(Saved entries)
= Beginning of Section =

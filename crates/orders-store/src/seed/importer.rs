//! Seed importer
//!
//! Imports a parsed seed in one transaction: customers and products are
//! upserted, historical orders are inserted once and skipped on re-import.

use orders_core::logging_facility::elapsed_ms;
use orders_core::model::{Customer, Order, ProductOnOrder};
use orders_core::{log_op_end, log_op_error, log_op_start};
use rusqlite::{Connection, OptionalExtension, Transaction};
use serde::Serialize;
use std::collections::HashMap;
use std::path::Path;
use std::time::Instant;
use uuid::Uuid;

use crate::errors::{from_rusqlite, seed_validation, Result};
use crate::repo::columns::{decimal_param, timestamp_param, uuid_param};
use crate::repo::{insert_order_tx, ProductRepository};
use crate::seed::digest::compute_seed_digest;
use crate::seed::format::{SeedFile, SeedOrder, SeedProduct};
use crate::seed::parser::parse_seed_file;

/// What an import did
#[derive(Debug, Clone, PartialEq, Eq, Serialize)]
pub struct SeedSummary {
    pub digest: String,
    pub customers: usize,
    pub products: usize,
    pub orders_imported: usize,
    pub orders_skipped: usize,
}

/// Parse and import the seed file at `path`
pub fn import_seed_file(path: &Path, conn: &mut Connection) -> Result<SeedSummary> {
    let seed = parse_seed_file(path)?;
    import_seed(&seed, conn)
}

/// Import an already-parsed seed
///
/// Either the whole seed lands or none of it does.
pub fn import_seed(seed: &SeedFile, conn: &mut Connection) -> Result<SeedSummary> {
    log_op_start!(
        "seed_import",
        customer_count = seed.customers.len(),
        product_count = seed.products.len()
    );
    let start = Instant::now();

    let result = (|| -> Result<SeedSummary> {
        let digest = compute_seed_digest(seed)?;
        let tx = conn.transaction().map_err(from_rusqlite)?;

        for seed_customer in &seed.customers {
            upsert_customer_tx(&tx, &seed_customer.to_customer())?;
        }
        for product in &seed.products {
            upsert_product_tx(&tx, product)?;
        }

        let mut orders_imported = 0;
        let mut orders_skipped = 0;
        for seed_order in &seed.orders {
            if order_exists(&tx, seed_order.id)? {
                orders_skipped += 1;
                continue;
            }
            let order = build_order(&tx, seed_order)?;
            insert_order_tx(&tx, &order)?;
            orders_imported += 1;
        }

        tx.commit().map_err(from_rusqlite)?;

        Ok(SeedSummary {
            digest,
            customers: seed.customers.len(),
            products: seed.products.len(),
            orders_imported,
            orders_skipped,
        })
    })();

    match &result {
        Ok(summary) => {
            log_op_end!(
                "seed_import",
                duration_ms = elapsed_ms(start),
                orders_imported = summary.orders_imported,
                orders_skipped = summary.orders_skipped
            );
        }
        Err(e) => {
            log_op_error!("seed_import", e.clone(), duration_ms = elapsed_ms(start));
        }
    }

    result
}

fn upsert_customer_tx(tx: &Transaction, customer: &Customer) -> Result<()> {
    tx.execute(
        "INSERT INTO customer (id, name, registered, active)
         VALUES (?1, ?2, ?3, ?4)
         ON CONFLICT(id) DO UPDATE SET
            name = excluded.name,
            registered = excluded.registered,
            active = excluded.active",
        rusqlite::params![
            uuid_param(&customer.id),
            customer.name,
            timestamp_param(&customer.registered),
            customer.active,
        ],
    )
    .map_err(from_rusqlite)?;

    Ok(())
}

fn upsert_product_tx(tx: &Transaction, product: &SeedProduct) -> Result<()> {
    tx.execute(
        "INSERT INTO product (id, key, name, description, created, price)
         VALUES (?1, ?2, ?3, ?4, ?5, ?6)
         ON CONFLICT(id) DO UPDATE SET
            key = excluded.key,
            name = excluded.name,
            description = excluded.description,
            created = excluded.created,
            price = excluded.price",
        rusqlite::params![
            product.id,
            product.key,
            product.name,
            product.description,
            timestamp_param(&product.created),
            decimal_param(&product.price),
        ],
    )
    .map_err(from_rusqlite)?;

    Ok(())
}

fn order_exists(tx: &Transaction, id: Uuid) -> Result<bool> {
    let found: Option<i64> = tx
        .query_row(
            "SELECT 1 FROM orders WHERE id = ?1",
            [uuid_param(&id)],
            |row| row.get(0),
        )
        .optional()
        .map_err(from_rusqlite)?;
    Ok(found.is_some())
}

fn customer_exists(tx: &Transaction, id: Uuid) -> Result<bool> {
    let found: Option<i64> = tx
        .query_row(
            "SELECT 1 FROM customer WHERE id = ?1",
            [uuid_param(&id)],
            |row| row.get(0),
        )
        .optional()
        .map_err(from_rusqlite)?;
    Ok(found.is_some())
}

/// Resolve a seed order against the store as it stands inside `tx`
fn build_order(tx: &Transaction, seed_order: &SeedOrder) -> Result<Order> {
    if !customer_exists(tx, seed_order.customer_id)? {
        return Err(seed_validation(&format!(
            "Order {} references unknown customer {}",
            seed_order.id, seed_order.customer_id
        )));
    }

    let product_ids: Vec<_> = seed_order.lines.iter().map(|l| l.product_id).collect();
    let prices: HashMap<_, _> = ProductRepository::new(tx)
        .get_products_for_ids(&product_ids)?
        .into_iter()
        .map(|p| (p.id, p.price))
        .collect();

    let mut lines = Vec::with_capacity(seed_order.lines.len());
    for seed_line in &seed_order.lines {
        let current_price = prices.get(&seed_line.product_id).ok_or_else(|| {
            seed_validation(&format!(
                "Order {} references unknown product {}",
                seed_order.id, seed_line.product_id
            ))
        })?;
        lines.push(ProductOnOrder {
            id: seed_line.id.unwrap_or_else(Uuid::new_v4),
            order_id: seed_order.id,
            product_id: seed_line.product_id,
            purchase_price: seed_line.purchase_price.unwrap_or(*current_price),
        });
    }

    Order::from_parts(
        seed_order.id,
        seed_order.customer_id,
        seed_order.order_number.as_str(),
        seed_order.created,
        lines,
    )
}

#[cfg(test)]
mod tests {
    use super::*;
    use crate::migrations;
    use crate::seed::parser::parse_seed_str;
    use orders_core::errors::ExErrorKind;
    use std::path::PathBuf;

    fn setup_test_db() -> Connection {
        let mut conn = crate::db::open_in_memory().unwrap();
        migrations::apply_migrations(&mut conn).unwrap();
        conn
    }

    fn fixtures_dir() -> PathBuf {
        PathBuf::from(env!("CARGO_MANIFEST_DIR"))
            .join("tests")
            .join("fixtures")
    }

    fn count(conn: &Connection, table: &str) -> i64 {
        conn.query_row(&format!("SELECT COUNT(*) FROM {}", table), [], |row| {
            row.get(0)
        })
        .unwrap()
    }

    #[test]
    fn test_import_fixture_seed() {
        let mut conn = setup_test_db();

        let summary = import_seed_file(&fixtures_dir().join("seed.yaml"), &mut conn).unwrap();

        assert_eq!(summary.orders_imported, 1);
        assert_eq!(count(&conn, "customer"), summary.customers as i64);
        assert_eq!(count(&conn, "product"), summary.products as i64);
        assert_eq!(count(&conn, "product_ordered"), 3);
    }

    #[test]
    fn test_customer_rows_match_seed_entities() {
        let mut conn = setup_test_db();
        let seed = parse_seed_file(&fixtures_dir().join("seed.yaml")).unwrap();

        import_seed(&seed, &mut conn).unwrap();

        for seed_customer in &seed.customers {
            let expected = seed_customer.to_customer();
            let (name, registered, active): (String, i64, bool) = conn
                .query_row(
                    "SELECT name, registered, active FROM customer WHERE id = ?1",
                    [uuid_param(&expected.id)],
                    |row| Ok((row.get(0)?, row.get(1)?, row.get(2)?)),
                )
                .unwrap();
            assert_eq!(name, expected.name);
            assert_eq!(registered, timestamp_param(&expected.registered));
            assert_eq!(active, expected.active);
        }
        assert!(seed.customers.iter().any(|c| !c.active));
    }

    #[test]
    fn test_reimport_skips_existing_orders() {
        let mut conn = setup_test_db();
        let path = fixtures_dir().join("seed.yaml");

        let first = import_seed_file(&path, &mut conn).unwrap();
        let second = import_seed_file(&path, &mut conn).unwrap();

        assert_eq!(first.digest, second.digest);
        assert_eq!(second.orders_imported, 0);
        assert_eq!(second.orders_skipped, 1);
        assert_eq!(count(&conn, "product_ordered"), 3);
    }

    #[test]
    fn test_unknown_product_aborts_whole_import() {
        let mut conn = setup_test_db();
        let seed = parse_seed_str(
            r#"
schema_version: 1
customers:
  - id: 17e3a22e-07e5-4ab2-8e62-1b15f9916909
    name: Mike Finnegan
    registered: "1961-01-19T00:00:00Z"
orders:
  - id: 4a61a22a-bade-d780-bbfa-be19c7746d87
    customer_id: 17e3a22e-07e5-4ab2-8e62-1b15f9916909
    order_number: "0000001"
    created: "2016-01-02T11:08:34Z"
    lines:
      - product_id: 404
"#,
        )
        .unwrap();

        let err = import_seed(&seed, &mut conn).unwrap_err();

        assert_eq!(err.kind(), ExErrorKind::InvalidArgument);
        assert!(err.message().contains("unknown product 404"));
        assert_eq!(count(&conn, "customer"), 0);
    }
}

= End of Section =

* _Your task_
Identify each line in the records above that contains the word "SeedSummary", and copy it out in full.

* _Solved problem_
pub struct SeedSummary {
pub fn import_seed_file(path: &Path, conn: &mut Connection) -> Result<SeedSummary> {
pub fn import_seed(seed: &SeedFile, conn: &mut Connection) -> Result<SeedSummary> {
    let result = (|| -> Result<SeedSummary> {
        Ok(SeedSummary {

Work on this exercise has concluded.